It starts like this: “Because of poor grades and a lack of academic interests in the Waynesboro, Va. school system, Mark was placed in a ‘Special’ class. However, he did excel in shop.” In the drawing, a young Cline is making a coffin. Off panel, a teacher: “Can’t ya build a gun rack like normal kids?”
Born in 1961 in Waynesboro, the third of four boys, Cline loved to draw from the time he could hold a pencil and always looked at things a little differently: “When I was 7 years old, I entered a snowman contest and, instead of a snowman, I built the Statue of Liberty.” He says his Mennonite parents were “very encouraging to me, as far as my art. But my academics were horrible—I did very, very poorly in school. I passed every grade just barely.”
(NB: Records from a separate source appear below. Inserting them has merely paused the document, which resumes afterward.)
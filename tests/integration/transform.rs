//! Content transforms applied before writing.

use anyhow::{Result, bail};
use url_copy::processor::AssetPipeline;
use url_copy::stylesheet::{ProcessResult, Stylesheet};
use url_copy::test_utils::AssetFixture;

#[tokio::test]
async fn test_transform_rewrites_contents() -> Result<()> {
    let fixture = AssetFixture::new()?;
    fixture.add_file("img/note.txt", b"hello")?;
    let pipeline = AssetPipeline::new(fixture.options().template("[name].[ext]").transform(
        |mut metadata| async move {
            tokio::task::yield_now().await;
            metadata.raw_contents = metadata.raw_contents.to_ascii_uppercase();
            Ok::<_, anyhow::Error>(metadata)
        },
    ));

    let mut sheet = Stylesheet::new(vec![fixture.declaration(
        "main.css",
        "background",
        "url(img/note.txt)",
    )]);
    let mut result = ProcessResult::new();
    pipeline.run(&mut sheet, &mut result).await?;

    assert_eq!(sheet.declarations[0].value, "url(note.txt)");
    assert_eq!(fixture.read_dest("note.txt")?, b"HELLO");
    Ok(())
}

#[tokio::test]
async fn test_hash_is_computed_from_original_contents() -> Result<()> {
    let fixture = AssetFixture::new()?;
    fixture.add_file("a.txt", b"original")?;
    let pipeline = AssetPipeline::new(fixture.options().template("[hash].[ext]").transform(
        |mut metadata| async move {
            metadata.raw_contents = b"changed".to_vec();
            Ok::<_, anyhow::Error>(metadata)
        },
    ));

    let mut sheet =
        Stylesheet::new(vec![fixture.declaration("main.css", "background", "url(a.txt)")]);
    pipeline.run(&mut sheet, &mut ProcessResult::new()).await?;

    let expected = format!("{}.txt", url_copy::asset::default_hash(b"original"));
    assert_eq!(sheet.declarations[0].value, format!("url({expected})"));
    assert_eq!(fixture.read_dest(&expected)?, b"changed");
    Ok(())
}

#[tokio::test]
async fn test_failing_transform_is_a_warning() -> Result<()> {
    let fixture = AssetFixture::new()?;
    fixture.add_file("bad.png", b"x")?;
    fixture.add_file("good.png", b"y")?;
    let pipeline = AssetPipeline::new(fixture.options().template("[name].[ext]").transform(
        |metadata| async move {
            if metadata.base_name == "bad" {
                bail!("corrupt image");
            }
            Ok(metadata)
        },
    ));

    let mut sheet = Stylesheet::new(vec![fixture.declaration(
        "main.css",
        "background",
        "url(bad.png), url(good.png)",
    )]);
    let mut result = ProcessResult::new();
    pipeline.run(&mut sheet, &mut result).await?;

    assert_eq!(sheet.declarations[0].value, "url(bad.png), url(good.png)");
    assert_eq!(result.warnings.len(), 1);
    assert!(result.warnings[0].message.contains("corrupt image"));
    assert_eq!(fixture.dest_files()?, vec![std::path::PathBuf::from("good.png")]);
    Ok(())
}
//! Programmatic options and their validated form.
//!
//! [`CopyOptions`] is what callers build. It accepts every shape the options
//! come in (one or many sources, glob or predicate ignore rules, pattern or
//! function templates). [`CopyOptions::resolve`] validates it and reduces each
//! option to one canonical form, producing [`ResolvedOptions`], which is all
//! the pipeline stages ever look at.

use futures::FutureExt;
use futures::future::BoxFuture;
use std::collections::HashMap;
use std::fmt;
use std::future::Future;
use std::path::{Path, PathBuf};
use std::sync::Arc;

use crate::asset::hash::default_hash_function;
use crate::asset::{
    AssetMetadata, CollisionPolicy, HashFunction, RelativePathFn, Template, TemplateFn,
    TransformFn,
};
use crate::constants::DEFAULT_TEMPLATE;
use crate::core::ConfigError;
use crate::pattern::{IgnoreFn, IgnoreMatcher};
use crate::stylesheet::{Declaration, ProcessResult};
use crate::utils::normalize_path;

/// Maps a declaration to the directory its references are relative to.
///
/// `None` means the declaration has no originating file.
pub type InputPathFn = Arc<dyn Fn(&Declaration) -> Option<PathBuf> + Send + Sync>;

/// The `ignore` option in any of its accepted shapes.
#[derive(Clone, Default)]
pub enum IgnoreOption {
    #[default]
    None,
    Patterns(Vec<String>),
    Predicate(IgnoreFn),
}

impl fmt::Debug for IgnoreOption {
    fn fmt(&self, f: &mut fmt::Formatter<'_>) -> fmt::Result {
        match self {
            Self::None => f.write_str("None"),
            Self::Patterns(patterns) => f.debug_tuple("Patterns").field(patterns).finish(),
            Self::Predicate(_) => f.write_str("Predicate(..)"),
        }
    }
}

impl From<&str> for IgnoreOption {
    fn from(pattern: &str) -> Self {
        Self::Patterns(vec![pattern.to_string()])
    }
}

impl From<String> for IgnoreOption {
    fn from(pattern: String) -> Self {
        Self::Patterns(vec![pattern])
    }
}

impl From<Vec<String>> for IgnoreOption {
    fn from(patterns: Vec<String>) -> Self {
        Self::Patterns(patterns)
    }
}

impl From<Vec<&str>> for IgnoreOption {
    fn from(patterns: Vec<&str>) -> Self {
        Self::Patterns(patterns.into_iter().map(str::to_string).collect())
    }
}

impl<const N: usize> From<[&str; N]> for IgnoreOption {
    fn from(patterns: [&str; N]) -> Self {
        Self::Patterns(patterns.iter().map(|p| (*p).to_string()).collect())
    }
}

/// Builder for the pipeline options.
///
/// # Examples
///
/// ```rust,no_run
/// use url_copy::config::CopyOptions;
///
/// let options = CopyOptions::new()
///     .src("src")
///     .dest("dist")
///     .template("[path]/[name]-[hash].[ext]")
///     .ignore(["*.svg", "fonts/**"]);
/// ```
#[derive(Clone)]
pub struct CopyOptions {
    sources: Vec<PathBuf>,
    dest: Option<PathBuf>,
    template: Template,
    relative_path: Option<RelativePathFn>,
    hash_function: Option<HashFunction>,
    transform: Option<TransformFn>,
    input_path: Option<InputPathFn>,
    ignore: IgnoreOption,
    placeholder_defaults: HashMap<String, String>,
    collision: CollisionPolicy,
}

impl Default for CopyOptions {
    fn default() -> Self {
        Self {
            sources: Vec::new(),
            dest: None,
            template: Template::Pattern(DEFAULT_TEMPLATE.to_string()),
            relative_path: None,
            hash_function: None,
            transform: None,
            input_path: None,
            ignore: IgnoreOption::None,
            placeholder_defaults: HashMap::new(),
            collision: CollisionPolicy::default(),
        }
    }
}

impl fmt::Debug for CopyOptions {
    fn fmt(&self, f: &mut fmt::Formatter<'_>) -> fmt::Result {
        f.debug_struct("CopyOptions")
            .field("sources", &self.sources)
            .field("dest", &self.dest)
            .field("template", &self.template)
            .field("relative_path", &self.relative_path.is_some())
            .field("hash_function", &self.hash_function.is_some())
            .field("transform", &self.transform.is_some())
            .field("input_path", &self.input_path.is_some())
            .field("ignore", &self.ignore)
            .field("placeholder_defaults", &self.placeholder_defaults)
            .field("collision", &self.collision)
            .finish()
    }
}

impl CopyOptions {
    #[must_use]
    pub fn new() -> Self {
        Self::default()
    }

    /// Sets a single source root, replacing any previous ones.
    #[must_use]
    pub fn src(mut self, src: impl AsRef<Path>) -> Self {
        self.sources = vec![src.as_ref().to_path_buf()];
        self
    }

    /// Sets several source roots. Earlier roots take precedence.
    #[must_use]
    pub fn sources<I, P>(mut self, sources: I) -> Self
    where
        I: IntoIterator<Item = P>,
        P: AsRef<Path>,
    {
        self.sources = sources.into_iter().map(|p| p.as_ref().to_path_buf()).collect();
        self
    }

    #[must_use]
    pub fn dest(mut self, dest: impl AsRef<Path>) -> Self {
        self.dest = Some(dest.as_ref().to_path_buf());
        self
    }

    /// Uses a placeholder pattern such as `assets/[hash].[ext]`.
    #[must_use]
    pub fn template(mut self, pattern: impl Into<String>) -> Self {
        self.template = Template::Pattern(pattern.into());
        self
    }

    /// Computes destinations (relative to `dest`) with a function.
    #[must_use]
    pub fn template_fn<F>(mut self, template: F) -> Self
    where
        F: Fn(&AssetMetadata) -> PathBuf + Send + Sync + 'static,
    {
        self.template = Template::Custom(Arc::new(template));
        self
    }

    /// Overrides the directory rewritten references are relative to.
    #[must_use]
    pub fn relative_path<F>(mut self, relative_path: F) -> Self
    where
        F: Fn(&Path, &AssetMetadata, &ProcessResult, &ResolvedOptions) -> PathBuf
            + Send
            + Sync
            + 'static,
    {
        self.relative_path = Some(Arc::new(relative_path));
        self
    }

    #[must_use]
    pub fn hash_function<F>(mut self, hash_function: F) -> Self
    where
        F: Fn(&[u8]) -> String + Send + Sync + 'static,
    {
        self.hash_function = Some(Arc::new(hash_function));
        self
    }

    /// Sets an async content transform, applied before new files are written.
    #[must_use]
    pub fn transform<F, Fut>(mut self, transform: F) -> Self
    where
        F: Fn(AssetMetadata) -> Fut + Send + Sync + 'static,
        Fut: Future<Output = anyhow::Result<AssetMetadata>> + Send + 'static,
    {
        self.transform = Some(Arc::new(
            move |metadata: AssetMetadata| -> BoxFuture<'static, anyhow::Result<AssetMetadata>> {
                transform(metadata).boxed()
            },
        ));
        self
    }

    /// Overrides how a declaration's base directory is found.
    #[must_use]
    pub fn input_path<F>(mut self, input_path: F) -> Self
    where
        F: Fn(&Declaration) -> Option<PathBuf> + Send + Sync + 'static,
    {
        self.input_path = Some(Arc::new(input_path));
        self
    }

    /// Skips references matching one glob or a list of globs.
    #[must_use]
    pub fn ignore(mut self, ignore: impl Into<IgnoreOption>) -> Self {
        self.ignore = ignore.into();
        self
    }

    /// Skips references for which `predicate(filename, url_suffix)` is true.
    #[must_use]
    pub fn ignore_fn<F>(mut self, predicate: F) -> Self
    where
        F: Fn(&str, &str) -> bool + Send + Sync + 'static,
    {
        self.ignore = IgnoreOption::Predicate(Arc::new(predicate));
        self
    }

    /// Fallback for placeholder `name` (`path`, `name`, `hash` or `ext`) when
    /// the asset's own value is empty.
    #[must_use]
    pub fn placeholder_default(
        mut self,
        name: impl Into<String>,
        value: impl Into<String>,
    ) -> Self {
        self.placeholder_defaults.insert(name.into(), value.into());
        self
    }

    #[must_use]
    pub fn collision(mut self, collision: CollisionPolicy) -> Self {
        self.collision = collision;
        self
    }

    /// Validates the options and normalizes them.
    ///
    /// Relative roots are made absolute against the current working
    /// directory, which is also captured for resolving relative declaration
    /// directories later on.
    ///
    /// # Errors
    ///
    /// - [`ConfigError::MissingSource`] / [`ConfigError::MissingDestination`]
    ///   when a root is absent or empty
    /// - [`ConfigError::InvalidIgnorePattern`] for a malformed glob
    /// - [`ConfigError::WorkingDirectory`] when the working directory is unavailable
    pub fn resolve(&self) -> Result<ResolvedOptions, ConfigError> {
        let sources: Vec<&PathBuf> =
            self.sources.iter().filter(|src| !src.as_os_str().is_empty()).collect();
        if sources.is_empty() {
            return Err(ConfigError::MissingSource);
        }
        let dest = self
            .dest
            .as_ref()
            .filter(|dest| !dest.as_os_str().is_empty())
            .ok_or(ConfigError::MissingDestination)?;

        let working_dir = std::env::current_dir().map_err(|source| ConfigError::WorkingDirectory {
            path: PathBuf::from("."),
            source,
        })?;

        let ignore = match &self.ignore {
            IgnoreOption::None => IgnoreMatcher::Never,
            IgnoreOption::Patterns(patterns) => IgnoreMatcher::from_patterns(patterns)?,
            IgnoreOption::Predicate(predicate) => IgnoreMatcher::Predicate(Arc::clone(predicate)),
        };

        Ok(ResolvedOptions {
            sources: sources
                .into_iter()
                .map(|src| normalize_path(&working_dir.join(src)))
                .collect(),
            dest: normalize_path(&working_dir.join(dest)),
            template: self.template.clone().into_fn(&self.placeholder_defaults),
            relative_path: self.relative_path.clone(),
            hash_function: self.hash_function.clone().unwrap_or_else(default_hash_function),
            transform: self.transform.clone(),
            input_path: self.input_path.clone().unwrap_or_else(default_input_path),
            ignore,
            collision: self.collision,
            working_dir,
        })
    }
}

fn default_input_path() -> InputPathFn {
    Arc::new(|declaration: &Declaration| {
        declaration.input_file().and_then(Path::parent).map(Path::to_path_buf)
    })
}

/// Validated options in canonical form.
#[derive(Clone)]
pub struct ResolvedOptions {
    /// Absolute, normalized source roots in precedence order
    pub sources: Vec<PathBuf>,
    /// Absolute, normalized destination root
    pub dest: PathBuf,
    /// Working directory captured at resolution time
    pub working_dir: PathBuf,
    pub template: TemplateFn,
    pub relative_path: Option<RelativePathFn>,
    pub hash_function: HashFunction,
    pub transform: Option<TransformFn>,
    pub input_path: InputPathFn,
    pub ignore: IgnoreMatcher,
    pub collision: CollisionPolicy,
}

impl fmt::Debug for ResolvedOptions {
    fn fmt(&self, f: &mut fmt::Formatter<'_>) -> fmt::Result {
        f.debug_struct("ResolvedOptions")
            .field("sources", &self.sources)
            .field("dest", &self.dest)
            .field("working_dir", &self.working_dir)
            .field("relative_path", &self.relative_path.is_some())
            .field("transform", &self.transform.is_some())
            .field("ignore", &self.ignore)
            .field("collision", &self.collision)
            .finish_non_exhaustive()
    }
}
One childhood memory sticks out. “My father and I were traveling, coming back from Baltimore, and Dinosaur Land [in White Post, Virginia] was closed, but I asked my dad to stop there—I’d been there before—and he said, ‘OK.’ I was probably about 12 years old. We stood there together looking through the fence at these huge dinosaur figures, and I said, ‘I’m going to make these when I grow up, dad.’
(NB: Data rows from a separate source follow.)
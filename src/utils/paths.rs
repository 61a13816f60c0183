//! Path utilities for normalization, containment checks and relative paths.
//!
//! Everything here is lexical: no function touches the filesystem, resolves
//! symlinks, or requires the path to exist. That keeps resolution of a
//! `url()` reference deterministic and cheap, and lets the pipeline decide
//! about source roots before performing any I/O.

use std::path::{Component, Path, PathBuf};

/// Normalizes a path by resolving `.` and `..` components.
///
/// This function cleans up path components by:
/// - Removing `.` (current directory) components
/// - Resolving `..` (parent directory) components
/// - Maintaining the path's absolute or relative nature
///
/// `..` at the root of an absolute path stays at the root, like
/// `path.resolve` does in most runtimes.
///
/// # Examples
///
/// ```rust,no_run
/// use url_copy::utils::normalize_path;
/// use std::path::{Path, PathBuf};
///
/// let path = Path::new("/foo/./bar/../baz");
/// assert_eq!(normalize_path(path), PathBuf::from("/foo/baz"));
/// ```
#[must_use]
pub fn normalize_path(path: &Path) -> PathBuf {
    let mut components: Vec<Component<'_>> = Vec::new();

    for component in path.components() {
        match component {
            Component::CurDir => {} // Skip .
            Component::ParentDir => match components.last() {
                Some(Component::Normal(_)) => {
                    components.pop();
                }
                Some(Component::RootDir | Component::Prefix(_)) => {}
                _ => components.push(component),
            },
            c => components.push(c),
        }
    }

    components.iter().collect()
}

/// Checks whether `path` stays inside `base` after normalization.
///
/// Both paths are normalized before the component-wise prefix comparison, so
/// `..` traversal is detected and `/srcfoo` is never considered inside `/src`.
///
/// # Examples
///
/// ```rust,no_run
/// use url_copy::utils::is_within;
/// use std::path::Path;
///
/// let base = Path::new("/project/dist");
/// assert!(is_within(base, Path::new("/project/dist/assets/a.png")));
/// assert!(!is_within(base, Path::new("/project/dist/../secret.png")));
/// ```
#[must_use]
pub fn is_within(base: &Path, path: &Path) -> bool {
    normalize_path(path).starts_with(normalize_path(base))
}

/// Computes the path that leads from directory `from` to `to`.
///
/// Both inputs are expected to be absolute; they are normalized first. The
/// result is empty when both point at the same location.
///
/// # Examples
///
/// ```rust,no_run
/// use url_copy::utils::relative_path;
/// use std::path::{Path, PathBuf};
///
/// let rel = relative_path(Path::new("/out/css"), Path::new("/out/assets/a.png"));
/// assert_eq!(rel, PathBuf::from("../assets/a.png"));
/// ```
#[must_use]
pub fn relative_path(from: &Path, to: &Path) -> PathBuf {
    let from = normalize_path(from);
    let to = normalize_path(to);

    let from_components: Vec<_> = from.components().collect();
    let to_components: Vec<_> = to.components().collect();

    let common =
        from_components.iter().zip(&to_components).take_while(|(a, b)| a == b).count();

    let mut result = PathBuf::new();
    for _ in common..from_components.len() {
        result.push("..");
    }
    for component in &to_components[common..] {
        result.push(component.as_os_str());
    }
    result
}

/// Converts a path to a URL-friendly string with forward slashes.
///
/// Windows separators are replaced regardless of host, so rewritten
/// references are identical on every platform.
#[must_use]
pub fn to_url_path<P: AsRef<Path>>(path: P) -> String {
    path.as_ref().to_string_lossy().replace('\\', "/")
}
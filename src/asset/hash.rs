//! Content hashing strategy.
//!
//! The pipeline only sees a [`HashFunction`]: a pure `bytes -> String`
//! callable. [`default_hash`] is what is used when none is configured.

use sha2::{Digest, Sha256};
use std::sync::Arc;

use crate::constants::HASH_LENGTH;

/// Injectable content hash: must be deterministic in the bytes it receives.
pub type HashFunction = Arc<dyn Fn(&[u8]) -> String + Send + Sync>;

/// SHA-256 of `contents`, hex encoded and truncated to
/// [`HASH_LENGTH`](crate::constants::HASH_LENGTH) characters.
///
/// # Examples
///
/// ```rust,no_run
/// use url_copy::asset::default_hash;
///
/// let hash = default_hash(b"hello");
/// assert_eq!(hash, "2cf24dba5fb0a30e");
/// ```
#[must_use]
pub fn default_hash(contents: &[u8]) -> String {
    let mut hasher = Sha256::new();
    hasher.update(contents);
    let result = hasher.finalize();

    let mut encoded = hex::encode(result);
    encoded.truncate(HASH_LENGTH);
    encoded
}

/// The default strategy in its injectable form.
#[must_use]
pub fn default_hash_function() -> HashFunction {
    Arc::new(default_hash)
}
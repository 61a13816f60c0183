//! Ignore rules produce warnings, never errors.

use anyhow::Result;
use std::sync::Arc;
use std::sync::atomic::{AtomicUsize, Ordering};
use url_copy::processor::AssetPipeline;
use url_copy::stylesheet::{ProcessResult, Stylesheet};
use url_copy::test_utils::AssetFixture;

#[tokio::test]
async fn test_ignored_svg_keeps_original_token() -> Result<()> {
    let fixture = AssetFixture::new()?;
    fixture.add_file("icon.svg", b"<svg/>")?;
    fixture.add_file("logo.png", b"png")?;
    let pipeline = AssetPipeline::new(fixture.options().template("[name].[ext]").ignore(["*.svg"]));

    let mut sheet = Stylesheet::new(vec![fixture.declaration(
        "main.css",
        "background",
        "url(icon.svg), url(logo.png)",
    )]);
    let mut result = ProcessResult::new();
    pipeline.run(&mut sheet, &mut result).await?;

    assert_eq!(sheet.declarations[0].value, "url(icon.svg), url(logo.png)");
    assert_eq!(result.warnings.len(), 1);
    assert_eq!(result.warnings[0].message, "icon.svg ignored.");
    assert_eq!(fixture.dest_files()?, vec![std::path::PathBuf::from("logo.png")]);
    Ok(())
}

#[tokio::test]
async fn test_suffix_takes_part_in_matching() -> Result<()> {
    let fixture = AssetFixture::new()?;
    fixture.add_file("font.woff", b"woff")?;
    let pipeline = AssetPipeline::new(fixture.options().ignore("*.woff?inline"));

    let mut sheet = Stylesheet::new(vec![
        fixture.declaration("main.css", "src", "url(font.woff?inline)"),
        fixture.declaration("main.css", "src", "url(font.woff?v=1)"),
    ]);
    let mut result = ProcessResult::new();
    pipeline.run(&mut sheet, &mut result).await?;

    assert_eq!(sheet.declarations[0].value, "url(font.woff?inline)");
    assert_ne!(sheet.declarations[1].value, "url(font.woff?v=1)");
    assert!(sheet.declarations[1].value.ends_with("?v=1)"));
    assert_eq!(result.warnings.len(), 1);
    assert_eq!(result.warnings[0].message, "font.woff ignored.");
    Ok(())
}

#[tokio::test]
async fn test_predicate_sees_filename_and_suffix() -> Result<()> {
    let fixture = AssetFixture::new()?;
    fixture.add_file("img/a.png", b"a")?;
    let calls = Arc::new(AtomicUsize::new(0));
    let seen = Arc::clone(&calls);
    let pipeline = AssetPipeline::new(fixture.options().ignore_fn(move |filename, suffix| {
        seen.fetch_add(1, Ordering::SeqCst);
        filename == "img/a.png" && suffix == "#skip"
    }));

    let mut sheet = Stylesheet::new(vec![
        fixture.declaration("main.css", "background", "url(img/a.png#skip)"),
        fixture.declaration("main.css", "background-image", "url(img/a.png)"),
        // Special references never reach the predicate
        fixture.declaration("main.css", "mask", "url(#mask)"),
    ]);
    let mut result = ProcessResult::new();
    pipeline.run(&mut sheet, &mut result).await?;

    assert_eq!(calls.load(Ordering::SeqCst), 2);
    assert_eq!(sheet.declarations[0].value, "url(img/a.png#skip)");
    assert_ne!(sheet.declarations[1].value, "url(img/a.png)");
    assert_eq!(result.warnings.len(), 1);
    Ok(())
}
//! Reference rewriting.
//!
//! The new reference is the path from a "relative base" directory to the
//! copied asset. By default the base mirrors the stylesheet's position: a
//! stylesheet at `<src>/css/site.css` is assumed to be emitted to
//! `<dest>/css/site.css`, so references are computed from `<dest>/css`.

use std::path::{Path, PathBuf};
use std::sync::Arc;

use crate::asset::AssetMetadata;
use crate::config::ResolvedOptions;
use crate::stylesheet::ProcessResult;
use crate::utils::{normalize_path, relative_path, to_url_path};

/// Override for the relative base directory.
///
/// Called with `(declaration_dir, metadata, result, options)`; returns the
/// directory rewritten references should be relative to.
pub type RelativePathFn = Arc<
    dyn Fn(&Path, &AssetMetadata, &ProcessResult, &ResolvedOptions) -> PathBuf + Send + Sync,
>;

/// Turns a copied asset back into a `url()` value.
pub struct ReferenceRewriter<'a> {
    options: &'a ResolvedOptions,
}

impl<'a> ReferenceRewriter<'a> {
    /// Creates a rewriter for the given resolved options.
    #[must_use]
    pub const fn new(options: &'a ResolvedOptions) -> Self {
        Self {
            options,
        }
    }

    /// Directory that rewritten references are relative to.
    #[must_use]
    pub fn relative_base(
        &self,
        declaration_dir: &Path,
        metadata: &AssetMetadata,
        result: &ProcessResult,
    ) -> PathBuf {
        let declaration_dir = normalize_path(&self.options.working_dir.join(declaration_dir));

        match &self.options.relative_path {
            Some(custom) => normalize_path(&self.options.working_dir.join(custom(
                &declaration_dir,
                metadata,
                result,
                self.options,
            ))),
            None => normalize_path(
                &self.options.dest.join(relative_path(&metadata.source_root, &declaration_dir)),
            ),
        }
    }

    /// Computes the replacement reference for `destination`.
    ///
    /// Always uses `/` separators and ends with the original `url_suffix`.
    #[must_use]
    pub fn rewrite(
        &self,
        declaration_dir: &Path,
        metadata: &AssetMetadata,
        destination: &Path,
        result: &ProcessResult,
    ) -> String {
        let base = self.relative_base(declaration_dir, metadata, result);
        let mut value = to_url_path(relative_path(&base, destination));
        value.push_str(&metadata.url_suffix);
        value
    }
}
“And he just said these 11 words to me: ‘If that’s what you want to do, nothing can stop you.’”
Mark Cline not only made good on his vow, he became the guy who designs new beasts for Dinosaur Land. “I’ve never done a dinosaur attraction that was unsuccessful,” the professor says proudly.
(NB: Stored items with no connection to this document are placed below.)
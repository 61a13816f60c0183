//! Idempotent asset copies.
//!
//! An existing destination is never rewritten: it is the only de-duplication
//! mechanism between runs. New files are written to a temporary sibling and
//! moved into place without replacing anything, so a destination is either
//! complete or absent. Of two tokens racing for the same destination the
//! loser simply observes the file as already present.

use futures::future::BoxFuture;
use serde::{Deserialize, Serialize};
use std::path::{Path, PathBuf};
use std::sync::Arc;
use tracing::debug;

use crate::asset::AssetMetadata;
use crate::core::{AssetError, FileOps};

const CALLER: &str = "asset_copier";

/// Content transform applied before a new destination is written.
///
/// Receives the metadata by value and returns it, usually with
/// `raw_contents` replaced.
pub type TransformFn =
    Arc<dyn Fn(AssetMetadata) -> BoxFuture<'static, anyhow::Result<AssetMetadata>> + Send + Sync>;

/// What to do when the destination already exists.
#[derive(Debug, Clone, Copy, Default, PartialEq, Eq, Serialize, Deserialize)]
#[serde(rename_all = "lowercase")]
pub enum CollisionPolicy {
    /// Keep the existing file and reuse it
    #[default]
    Skip,
    /// Keep the existing file, but fail the asset when its bytes differ from
    /// what would have been written
    Verify,
}

/// Copies planned assets into the destination tree.
pub struct AssetCopier<'a> {
    transform: Option<&'a TransformFn>,
    collision: CollisionPolicy,
}

impl<'a> AssetCopier<'a> {
    /// Creates a copier with an optional transform and a collision policy.
    #[must_use]
    pub const fn new(transform: Option<&'a TransformFn>, collision: CollisionPolicy) -> Self {
        Self {
            transform,
            collision,
        }
    }

    /// Copies `metadata` to `destination` unless something is already there.
    ///
    /// The destination is recorded in `destination_path` before the
    /// transform runs. `already_exists` is set when the file was present,
    /// including when a concurrent writer created it first.
    ///
    /// # Errors
    ///
    /// - [`AssetError::Write`] when the directories or the file cannot be created
    /// - [`AssetError::Transform`] when the transform fails
    /// - [`AssetError::DestinationConflict`] under [`CollisionPolicy::Verify`]
    ///   when the existing file holds different bytes
    pub async fn copy(
        &self,
        mut metadata: AssetMetadata,
        destination: PathBuf,
    ) -> Result<AssetMetadata, AssetError> {
        metadata.destination_path = Some(destination.clone());

        let exists =
            FileOps::exists_with_context(&destination, "checking for an existing copy", CALLER)
                .await
                .map_err(|source| AssetError::Write {
                    path: destination.clone(),
                    source,
                })?;

        if exists {
            debug!("Destination {} exists, skipping write", destination.display());
            metadata.already_exists = true;
            return self.check_existing(metadata, &destination).await;
        }

        if let Some(parent) = destination.parent() {
            FileOps::create_dir_all_with_context(parent, "creating asset directory", CALLER)
                .await
                .map_err(|source| AssetError::Write {
                    path: destination.clone(),
                    source,
                })?;
        }

        let mut metadata = self.apply_transform(metadata).await?;

        let written = FileOps::write_new_with_context(
            &destination,
            &metadata.raw_contents,
            "copying asset",
            CALLER,
        )
        .await
        .map_err(|source| AssetError::Write {
            path: destination.clone(),
            source,
        })?;

        if written {
            debug!(
                "Copied {} -> {}",
                metadata.absolute_path.display(),
                destination.display()
            );
            Ok(metadata)
        } else {
            debug!("Destination {} appeared concurrently", destination.display());
            metadata.already_exists = true;
            self.verify_contents(&metadata, &destination).await?;
            Ok(metadata)
        }
    }

    async fn apply_transform(&self, metadata: AssetMetadata) -> Result<AssetMetadata, AssetError> {
        match self.transform {
            None => Ok(metadata),
            Some(transform) => {
                let path = metadata.absolute_path.clone();
                transform(metadata).await.map_err(|source| AssetError::Transform {
                    path,
                    source,
                })
            }
        }
    }

    async fn check_existing(
        &self,
        metadata: AssetMetadata,
        destination: &Path,
    ) -> Result<AssetMetadata, AssetError> {
        match self.collision {
            CollisionPolicy::Skip => Ok(metadata),
            CollisionPolicy::Verify => {
                let metadata = self.apply_transform(metadata).await?;
                self.verify_contents(&metadata, destination).await?;
                Ok(metadata)
            }
        }
    }

    async fn verify_contents(
        &self,
        metadata: &AssetMetadata,
        destination: &Path,
    ) -> Result<(), AssetError> {
        if self.collision == CollisionPolicy::Skip {
            return Ok(());
        }

        let existing =
            FileOps::read_bytes_with_context(destination, "verifying existing copy", CALLER)
                .await
                .map_err(|source| AssetError::Unreadable {
                    path: destination.to_path_buf(),
                    source,
                })?;

        if existing == metadata.raw_contents {
            Ok(())
        } else {
            Err(AssetError::DestinationConflict {
                destination: destination.to_path_buf(),
                source_path: metadata.absolute_path.clone(),
            })
        }
    }
}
He recently opened a regionally flavored dino park like no other, situated next to his Haunted Monster Museum in Natural Bridge. Here, tourists can venture through an ominous wooded area and see full-size Mesozoic-era reptiles fighting for the Rebs during the Civil War, hunting down Yankee soldiers in a series of stunningly macabre scenarios throughout the tangle of a dense forest.
“We are in Civil War territory. I just embellished the story a bit to make it unique,” Cline says of his Escape from Dinosaur Kingdom. “You see, the Union found a lost valley of dinosaurs and were going to use them as weapons of mass destruction against the South,” he explains. “And then the dinosaurs revolted.” Cline says he’s been contracted to design a similar park in Gettysburg, where this time the beasts will chew on Southern troops.
If this sounds more like an elaborate movie plot than a roadside attraction, you are onto something. At one time, Mark Cline wanted to be a film director and worked low-budget magic with the family’s home movie camera. “Me and my friends made Super 8 films, superheroes, western films … I lost them in the fire I had back in 2001.”
Movies were a big influence on Cline’s artistic sensibilities, and his sci-fi and horror favorites aired on Slime Theater, a local creature feature show on Saturday nights at 11 p.m. on Charlottesville’s WVIR TV. “I did some artwork for them—my art work burned up in the fire too. I used to send them this stuff, and they asked me to come on the show—they used my stuff as the backdrop. Then they found out I was 12 years old and said, ‘Hey man, this guy’s kinda cool … .’”
After (barely) graduating high school, things changed. “I had nothing, no career, I wasn’t military or college material, jobs were very limited where I grew up in Waynesboro. I didn’t know what I wanted to do or where I wanted to go. So … I kept a journal—that burned up too—and hitchhiked across the country.” When he got back, he slept for a time in Staunton’s Gypsy Hill Park. “I was a hobo, a bum. I don’t know any other words for it. I wrote in my journal, ‘I’ve got to find something to do with my life … I can’t be a bum.’”
Cline was fortunate to find not only employment, but also a direction in life. “It was a job at Red Mill Manufacturing in Lyndhurst, right outside Waynesboro … where they [made] little resin figurines. They did minutemen and turtles and all these things made of pecan-shell flour. So I basically became the guy who went there in the morning and mixed this stuff up.”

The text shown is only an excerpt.